Senate committee to hear “Ag gag” bill
SOUTH BEND, Ind. – New legislation targeting what happens on Indiana farms could have a big impact on people all across the state. The bill would prevent people from taking pictures or video of farming and industrial operations from the inside.
Those who support the bill say, it will protect their livelihoods while those who oppose it say the bill would prevent people from exposing the truth.
For five generations, the Houin family has been a mainstay in local farming, but it wasn't always dairy.
"We went through the financial crisis of the 80's and growing the dairy seemed the most logical to try to help get us out of that situation,” said Floyd Houin, Homestead Dairy.
To keep that competitive edge, Houin says Senate Bill 373 would protect the proprietary techniques he uses on his farm.
"Everybody does things a little differently, and some are more successful than others,” said Houin.
South Bend Common Council member Valarie Shay opposes the bill.

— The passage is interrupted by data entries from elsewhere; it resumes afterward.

use crate::database::DbStatus;
use crate::models::{Conversation, Role};

/// Application state for the chat TUI.
///
/// Manages the conversation history, the input buffer, database status for
/// the header, and history scrolling.
#[derive(Debug, Clone)]
pub struct App {
    /// Chat history shown in the main panel
    conversation: Conversation,
    /// Input buffer for the question being typed
    input: String,
    /// Database availability, shown in the header
    db_status: DbStatus,
    /// Model label shown in the header
    model: String,
    /// Scroll offset for the history panel
    history_scroll: u16,
    /// Whether a question is currently being answered
    waiting: bool,
}

impl App {
    /// Creates a new App with an empty conversation.
    ///
    /// # Examples
    ///
    /// ```
    /// use factline::database::DbStatus;
    /// use factline::tui::App;
    ///
    /// let app = App::new(DbStatus::Missing);
    /// assert!(app.conversation().is_empty());
    /// assert_eq!(app.input(), "");
    /// ```
    pub fn new(db_status: DbStatus) -> Self {
        Self {
            conversation: Conversation::new(),
            input: String::new(),
            db_status,
            model: String::new(),
            history_scroll: 0,
            waiting: false,
        }
    }

    /// Sets the model label shown in the header.
    #[must_use]
    pub fn with_model(mut self, model: impl Into<String>) -> Self {
        self.model = model.into();
        self
    }

    /// Returns the model label shown in the header.
    pub fn model(&self) -> &str {
        &self.model
    }

    /// Returns the conversation history.
    pub fn conversation(&self) -> &Conversation {
        &self.conversation
    }

    /// Returns the input buffer.
    pub fn input(&self) -> &str {
        &self.input
    }

    /// Returns the database status shown in the header.
    pub fn db_status(&self) -> DbStatus {
        self.db_status
    }

    /// Returns whether an answer is currently in flight.
    pub fn is_waiting(&self) -> bool {
        self.waiting
    }

    /// Returns the current history scroll offset.
    pub fn history_scroll(&self) -> u16 {
        self.history_scroll
    }

    /// Refreshes the database status shown in the header.
    pub fn set_db_status(&mut self, status: DbStatus) {
        self.db_status = status;
    }

    /// Adds a character to the input buffer.
    pub fn push_input_char(&mut self, c: char) {
        self.input.push(c);
    }

    /// Removes the last character from the input buffer.
    pub fn pop_input_char(&mut self) {
        self.input.pop();
    }

    /// Takes the input buffer for submission, leaving it empty.
    ///
    /// Returns `None` when the trimmed input is empty, so Enter on a blank
    /// line does nothing.
    pub fn take_input(&mut self) -> Option<String> {
        let question = self.input.trim().to_string();
        self.input.clear();
        if question.is_empty() {
            None
        } else {
            Some(question)
        }
    }

    /// Records the user's question and marks an answer as in flight.
    pub fn begin_question(&mut self, question: &str) {
        self.conversation.push_user(question);
        self.waiting = true;
        self.scroll_to_bottom();
    }

    /// Records the assistant's reply and clears the waiting flag.
    pub fn finish_answer(&mut self, answer: &str) {
        self.conversation.push_assistant(answer);
        self.waiting = false;
        self.scroll_to_bottom();
    }

    /// Clears the conversation history and input.
    pub fn clear_conversation(&mut self) {
        self.conversation.clear();
        self.input.clear();
        self.history_scroll = 0;
        self.waiting = false;
    }

    /// Scrolls the history panel up by the specified amount.
    pub fn scroll_history_up(&mut self, amount: u16) {
        self.history_scroll = self.history_scroll.saturating_sub(amount);
    }

    /// Scrolls the history panel down by the specified amount.
    pub fn scroll_history_down(&mut self, amount: u16) {
        self.history_scroll = self.history_scroll.saturating_add(amount);
    }

    // Jump the viewport past the last message. The renderer clamps the
    // offset to the actual content height.
    fn scroll_to_bottom(&mut self) {
        self.history_scroll = u16::MAX;
    }

    /// Returns the role of the last message, if any.
    pub fn last_role(&self) -> Option<Role> {
        self.conversation.messages().last().map(|m| m.role)
    }
}

impl Default for App {
    fn default() -> Self {
        Self::new(DbStatus::Missing)
    }
}
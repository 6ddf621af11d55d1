//! Keyboard event handling for the chat TUI.
//!
//! Maps crossterm keyboard events to application actions. Unlike a
//! navigation-heavy UI, almost every printable key belongs to the input
//! buffer, so quit and clear live on modifier chords.

use crossterm::event::{KeyCode, KeyEvent, KeyModifiers};

use super::app::App;

/// Action the event loop should take after a key event.
#[derive(Debug, Clone, PartialEq, Eq)]
pub enum Action {
    /// Nothing to do beyond the state change already applied.
    None,
    /// Exit the TUI.
    Quit,
    /// Submit this question to the assistant.
    Submit(String),
    /// Clear the conversation history.
    Clear,
}

/// Handles a keyboard event and updates the app state accordingly.
///
/// # Event Handling
///
/// - `Esc` / `Ctrl+C`: quit
/// - `Ctrl+L`: clear the conversation
/// - `Enter`: submit the input buffer (ignored while blank or waiting)
/// - `Backspace`: delete the last input character
/// - `Up` / `Down`: scroll the history panel
/// - Printable characters: append to the input buffer
///
/// # Examples
///
/// ```
/// use factline::tui::{App, event::{Action, handle_key_event}};
/// use crossterm::event::{KeyCode, KeyEvent, KeyModifiers};
///
/// let mut app = App::default();
/// let key = KeyEvent::new(KeyCode::Esc, KeyModifiers::NONE);
/// assert_eq!(handle_key_event(&mut app, key), Action::Quit);
/// ```
pub fn handle_key_event(app: &mut App, key: KeyEvent) -> Action {
    if key.code == KeyCode::Esc {
        return Action::Quit;
    }
    if key.modifiers.contains(KeyModifiers::CONTROL) {
        return match key.code {
            KeyCode::Char('c') => Action::Quit,
            KeyCode::Char('l') => Action::Clear,
            _ => Action::None,
        };
    }

    match key.code {
        KeyCode::Enter => {
            // One question at a time; Enter while waiting is dropped.
            if app.is_waiting() {
                return Action::None;
            }
            match app.take_input() {
                Some(question) => Action::Submit(question),
                None => Action::None,
            }
        }
        KeyCode::Backspace => {
            app.pop_input_char();
            Action::None
        }
        KeyCode::Up => {
            app.scroll_history_up(1);
            Action::None
        }
        KeyCode::Down => {
            app.scroll_history_down(1);
            Action::None
        }
        KeyCode::Char(c) => {
            app.push_input_char(c);
            Action::None
        }
        _ => Action::None,
    }
}

#[cfg(test)]
mod tests {
    use super::*;

    fn key(code: KeyCode) -> KeyEvent {
        KeyEvent::new(code, KeyModifiers::NONE)
    }

    fn ctrl(c: char) -> KeyEvent {
        KeyEvent::new(KeyCode::Char(c), KeyModifiers::CONTROL)
    }

    #[test]
    fn esc_quits() {
        let mut app = App::default();
        assert_eq!(handle_key_event(&mut app, key(KeyCode::Esc)), Action::Quit);
    }

    #[test]
    fn ctrl_c_quits() {
        let mut app = App::default();
        assert_eq!(handle_key_event(&mut app, ctrl('c')), Action::Quit);
    }

    #[test]
    fn ctrl_l_clears() {
        let mut app = App::default();
        assert_eq!(handle_key_event(&mut app, ctrl('l')), Action::Clear);
    }

    #[test]
    fn typing_builds_input_buffer() {
        let mut app = App::default();
        for c in "bob".chars() {
            assert_eq!(
                handle_key_event(&mut app, key(KeyCode::Char(c))),
                Action::None
            );
        }
        assert_eq!(app.input(), "bob");

        handle_key_event(&mut app, key(KeyCode::Backspace));
        assert_eq!(app.input(), "bo");
    }

    #[test]
    fn enter_submits_trimmed_question() {
        let mut app = App::default();
        for c in " what currency? ".chars() {
            handle_key_event(&mut app, key(KeyCode::Char(c)));
        }

        let action = handle_key_event(&mut app, key(KeyCode::Enter));
        assert_eq!(action, Action::Submit("what currency?".to_string()));
        assert_eq!(app.input(), "");
    }

    #[test]
    fn enter_on_blank_input_does_nothing() {
        let mut app = App::default();
        handle_key_event(&mut app, key(KeyCode::Char(' ')));
        assert_eq!(handle_key_event(&mut app, key(KeyCode::Enter)), Action::None);
    }

    #[test]
    fn enter_is_dropped_while_waiting() {
        let mut app = App::default();
        app.begin_question("first");
        for c in "second".chars() {
            handle_key_event(&mut app, key(KeyCode::Char(c)));
        }

        assert_eq!(handle_key_event(&mut app, key(KeyCode::Enter)), Action::None);
    }

    #[test]
    fn arrow_keys_scroll_history() {
        let mut app = App::default();
        handle_key_event(&mut app, key(KeyCode::Down));
        handle_key_event(&mut app, key(KeyCode::Down));
        assert_eq!(app.history_scroll(), 2);

        handle_key_event(&mut app, key(KeyCode::Up));
        assert_eq!(app.history_scroll(), 1);
    }
}
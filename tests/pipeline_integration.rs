/// Integration tests for the retrieve-then-answer pipeline with a real data
/// file and a deterministic stub answerer.
///
/// These tests verify end-to-end behavior including:
/// - File-backed record database (not just in-memory fixtures)
/// - Keyword retrieval against realistic record lines
/// - The fixed not-found reply and both degraded answer paths
/// - Cache invalidation when the data file changes on disk
use std::io::Write;
use std::sync::Arc;
use std::sync::atomic::{AtomicUsize, Ordering};

use anyhow::Result;
use factline::answerer::Answerer;
use factline::ollama::OllamaError;
use factline::retriever::{KeywordPolicy, RetrievalConfig};
use factline::{AssistantService, Database, NOT_FOUND_MESSAGE};
use tempfile::tempdir;

const SAMPLE_DATA: &str = "\
USER (Bob Smith) | Currency: EUR
USER (Bob Smith) | Plan: Premium
USER (Alice Chen) | Currency: USD
NODE (Ana Ruiz) | Status: Online
PRODUCT (Widget) | Price: 9.99
";

struct FixedAnswerer(&'static str);

impl Answerer for FixedAnswerer {
    fn answer(&self, _question: &str, _context: &str) -> Result<String, OllamaError> {
        Ok(self.0.to_string())
    }
}

struct CountingAnswerer {
    calls: AtomicUsize,
    response: &'static str,
}

impl Answerer for CountingAnswerer {
    fn answer(&self, _question: &str, _context: &str) -> Result<String, OllamaError> {
        self.calls.fetch_add(1, Ordering::SeqCst);
        Ok(self.response.to_string())
    }
}

fn write_data_file(dir: &std::path::Path) -> std::path::PathBuf {
    let path = dir.join("flattened_notes.txt");
    std::fs::write(&path, SAMPLE_DATA).expect("failed to write data file");
    path
}

#[test]
fn question_about_bob_is_answered_from_his_record() -> Result<()> {
    let dir = tempdir()?;
    let path = write_data_file(dir.path());

    let service = AssistantService::new(
        Database::open(&path),
        Arc::new(FixedAnswerer("EUR")),
        RetrievalConfig::default(),
    );

    let answer = service.ask("What currency does Bob use?")?;
    assert_eq!(answer.text, "EUR");
    assert_eq!(
        answer.source,
        Some("USER (Bob Smith) | Currency: EUR".to_string())
    );

    Ok(())
}

#[test]
fn unmatched_question_gets_fixed_reply_and_no_model_call() -> Result<()> {
    let dir = tempdir()?;
    let path = write_data_file(dir.path());

    let answerer = Arc::new(CountingAnswerer {
        calls: AtomicUsize::new(0),
        response: "should never appear",
    });
    let service = AssistantService::new(
        Database::open(&path),
        answerer.clone(),
        RetrievalConfig::default(),
    );

    let answer = service.ask("completely unrelated zebras")?;
    assert_eq!(answer.text, NOT_FOUND_MESSAGE);
    assert_eq!(answer.source, None);
    assert_eq!(answerer.calls.load(Ordering::SeqCst), 0);

    Ok(())
}

#[test]
fn missing_data_file_behaves_like_empty_database() -> Result<()> {
    let dir = tempdir()?;

    let service = AssistantService::new(
        Database::open(dir.path().join("does_not_exist.txt")),
        Arc::new(FixedAnswerer("never")),
        RetrievalConfig::default(),
    );

    let answer = service.ask("What currency does Bob use?")?;
    assert_eq!(answer.text, NOT_FOUND_MESSAGE);

    Ok(())
}

#[test]
fn echoed_question_is_replaced_by_the_raw_fact_value() -> Result<()> {
    let dir = tempdir()?;
    let path = write_data_file(dir.path());

    struct Echo;
    impl Answerer for Echo {
        fn answer(&self, question: &str, _context: &str) -> Result<String, OllamaError> {
            Ok(question.to_string())
        }
    }

    let service = AssistantService::new(
        Database::open(&path),
        Arc::new(Echo),
        RetrievalConfig::default(),
    );

    let answer = service.ask("What currency does Bob use?")?;
    assert_eq!(answer.text, "EUR");

    Ok(())
}

#[test]
fn answerer_failure_degrades_to_the_matched_line() -> Result<()> {
    let dir = tempdir()?;
    let path = write_data_file(dir.path());

    struct Failing;
    impl Answerer for Failing {
        fn answer(&self, _question: &str, _context: &str) -> Result<String, OllamaError> {
            Err(OllamaError::Http { status: 503 })
        }
    }

    let service = AssistantService::new(
        Database::open(&path),
        Arc::new(Failing),
        RetrievalConfig::default(),
    );

    let answer = service.ask("What currency does Bob use?")?;
    assert_eq!(answer.text, "USER (Bob Smith) | Currency: EUR");

    Ok(())
}

#[test]
fn repeated_questions_are_deterministic() -> Result<()> {
    let dir = tempdir()?;
    let path = write_data_file(dir.path());

    let service = AssistantService::new(
        Database::open(&path),
        Arc::new(FixedAnswerer("EUR")),
        RetrievalConfig::default(),
    );

    let first = service.ask("What currency does Bob use?")?;
    let second = service.ask("What currency does Bob use?")?;
    assert_eq!(first, second);

    Ok(())
}

#[test]
fn top_k_widens_the_context_handed_to_the_answerer() -> Result<()> {
    let dir = tempdir()?;
    let path = write_data_file(dir.path());

    struct ContextLines(AtomicUsize);
    impl Answerer for ContextLines {
        fn answer(&self, _question: &str, context: &str) -> Result<String, OllamaError> {
            self.0.store(context.lines().count(), Ordering::SeqCst);
            Ok("two".to_string())
        }
    }

    let answerer = Arc::new(ContextLines(AtomicUsize::new(0)));
    let service = AssistantService::new(
        Database::open(&path),
        answerer.clone(),
        RetrievalConfig {
            policy: KeywordPolicy::MinLength,
            top_k: 2,
        },
    );

    service.ask("currency")?;
    assert_eq!(answerer.0.load(Ordering::SeqCst), 2);

    Ok(())
}

#[test]
fn new_records_are_picked_up_after_the_file_changes() -> Result<()> {
    let dir = tempdir()?;
    let path = write_data_file(dir.path());

    let db = Database::open(&path);
    let service = AssistantService::new(
        db,
        Arc::new(FixedAnswerer("answered")),
        RetrievalConfig::default(),
    );

    // Warm the cache, then wait for the filesystem clock to tick so the
    // rewrite gets a distinct mtime.
    assert_eq!(service.ask("xylophone lessons")?.text, NOT_FOUND_MESSAGE);
    std::thread::sleep(std::time::Duration::from_millis(1100));

    let mut file = std::fs::OpenOptions::new().append(true).open(&path)?;
    writeln!(file, "COURSE (Xylophone) | Lessons: Tuesday")?;
    drop(file);

    let answer = service.ask("xylophone lessons")?;
    assert_eq!(answer.text, "answered");
    assert_eq!(
        answer.source,
        Some("COURSE (Xylophone) | Lessons: Tuesday".to_string())
    );

    Ok(())
}
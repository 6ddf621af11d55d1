use serde::{Deserialize, Serialize};
use time::OffsetDateTime;

/// Who produced a chat message.
#[derive(Debug, Clone, Copy, PartialEq, Eq, Serialize, Deserialize)]
#[serde(rename_all = "lowercase")]
pub enum Role {
    /// The person asking questions.
    User,
    /// The assistant's replies (model output or fixed fallback messages).
    Assistant,
}

impl std::fmt::Display for Role {
    fn fmt(&self, f: &mut std::fmt::Formatter<'_>) -> std::fmt::Result {
        match self {
            Role::User => write!(f, "user"),
            Role::Assistant => write!(f, "assistant"),
        }
    }
}

/// A single entry in the conversation log.
#[derive(Debug, Clone, PartialEq, Eq, Serialize, Deserialize)]
pub struct ChatMessage {
    /// Who said it.
    pub role: Role,
    /// The message text.
    pub content: String,
    /// When the message was added to the conversation.
    #[serde(with = "time::serde::rfc3339")]
    pub sent_at: OffsetDateTime,
}

impl ChatMessage {
    /// Creates a message stamped with the current time.
    pub fn new(role: Role, content: impl Into<String>) -> Self {
        Self {
            role,
            content: content.into(),
            sent_at: OffsetDateTime::now_utc(),
        }
    }
}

"That is an interesting perspective and one that I had not thought of, so I appreciate you bringing that up. I don't think that was the intent of the bill,” said Shay.
Shay says the bill is nothing more than a gag on freedom of speech and people's ability to expose wrong-doing.
"There are some business owners that really put the humane conditions of the animals at the very bottom of the list,” said Shay.
Houin doesn't dispute that and points out that in every industry there are people who like to cut corners. But he also says that won't work for long.
"For us to get the best production from our animals we got to treat them most humanely,” said Houin.
Houin says there are third parties anyone can go to, to lodge a complaint.
"Once they get a complaint, they've got to come and check it out anyway,” said Houin.
Shay says without hard evidence, those complaints can be covered up and that the bill would prevent that evidence from being gathered.
"I just don't feel that any respectable business would have anything to worry about,” said Shay.
Shay points out that this law would not just apply to livestock, poultry, and swine farms that are prevalent in our areas.
The bill goes before the Senate Corrections and Criminal Law Committee Tuesday afternoon.